Soraya membuka pintu ruangan rapat dengan sangat pelan. Tetapi tetap saja suara pintu berdecit membuat atensi semua orang terarah padanya.
Saat ini, mereka semua berada di ruangan rapat untuk mengatasi kabar simpang siur yang terjadi. Sudah terlalu banyak gosip-gosip yang menyebar. Tidak memungkinkan lagi bagi pihak kerajaan untuk terus menerus mengelak dan menghindar.
Soraya memerhatikan sekitarnya setelah duduk, terdapat beberapa bangsawan yang duduk dengan ekspresi tegang.
"Jadi, rumor apa yang sudah tersebar diantara kalian?" Soraya memutuskan membuka rapat dengan pertanyaan. Hal ini yang paling membuatnya penasaran.

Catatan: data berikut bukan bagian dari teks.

//! # Identeco (Identity & Session Core)
//!
//! `identeco` turns passkey ceremonies, email-ownership proofs, opaque bearer
//! tokens, and per-client request budgets into one authentication and
//! session-management story. It is a library: HTTP routing, serialization,
//! and process wiring live in the consuming service.
//!
//! ## Registration
//!
//! Registration is a forward-only state machine over a single persisted flow
//! record: prove email ownership with a short numeric code, then bind a
//! WebAuthn credential, then the user exists. Flows expire after thirty
//! minutes regardless of progress; out-of-order operations are rejected
//! rather than silently corrected.
//!
//! ## Authentication & Sessions
//!
//! - **Ceremonies:** challenges are single-use, TTL-bound, and keyed by their
//!   own value; signature counters must strictly advance or the assertion is
//!   rejected as a possible cloned authenticator.
//! - **Tokens:** opaque bearer strings stored only as SHA-256 hashes, with a
//!   per-user revocation set for "logout everywhere".
//! - **Sessions:** per-login records carrying IP, GeoIP location, and device;
//!   a first-seen device fires a security notification before the new session
//!   row can mask it.
//!
//! ## Rate Limiting
//!
//! Every inbound request passes a moving-window budget in two tiers: one
//! global per-client rule and one per-route rule, with an exemption list for
//! health checks.
//!
//! Collaborators (persistence, ephemeral cache, email dispatch, GeoIP) are
//! injected trait handles constructed at startup and shared by reference;
//! there is no global state.

pub mod cache;
pub mod email;
pub mod error;
pub mod geoip;
pub mod rate_limit;
pub mod register;
pub mod sessions;
pub mod tokens;
pub mod users;
pub mod webauthn;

"Rumor bahwa perang ini hanyalah pengalihan isu dari hal yang lebih penting," jawab seorang bangsawan pelan. Soraya mengenalnya, dia Viscount Debaran.
Soraya menghembuskan napasnya jengah. Lihat? Saat pihak kerajaan sedang lelah mengatasi kejadian yang sedang terjadi, orang lain justru menyebar berbagai rumor aneh. Padahal mereka tidak perlu melakukan apapun. Sesusah itukah mengikuti arahan?
"Isu apa?" Devabrata memutuskan ikut bertanya.
Beberapa bangsawan terdiam, lebih banyak lagi menundukkan kepalanya.
"Isu bahwa Yang Mulia Raja tidak akan memberikan kekuasaan kepada siapapun, sampai beliau mati sekalipun," jawab Marquis Luminera setelah beberapa lama hening.
Devabrata membeku. Bagaimana mereka bisa tahu? Isu ini bukan isu biasa, ini merupakan rahasia keluarga kerajaan yang dijaga ketat. Siapa yang membocorkan ini?
"Siapa yang memberi taumu tentang hal ini Marquis?" Soraya bertanya tajam. Panik tidak akan membuahkan apapun. Ini sebuah rapat, bukan perang. Yang digunakan otak, bukan otot. Yang pintar yang menang, bukan yang kuat.
"Saat-"
"Hal ini merupakan rumor. Kita tidak tahu siapa orang yang pertama kali membual tentangnya," ucap Viscount Debaran memotong ucapan Marquis Marcury.
"Apakah Anda tahu sopan santun Viscount? Memotong pembicaraan orang lain benar-benar adab yang buruk. Anda pasti tahu ini bukan?" Tegas Soraya. Sebisa mungkin ia akan menyudutkan Viscount Debaran. Entah kenapa, ia yakin Viscount adalah penyebab semuanya.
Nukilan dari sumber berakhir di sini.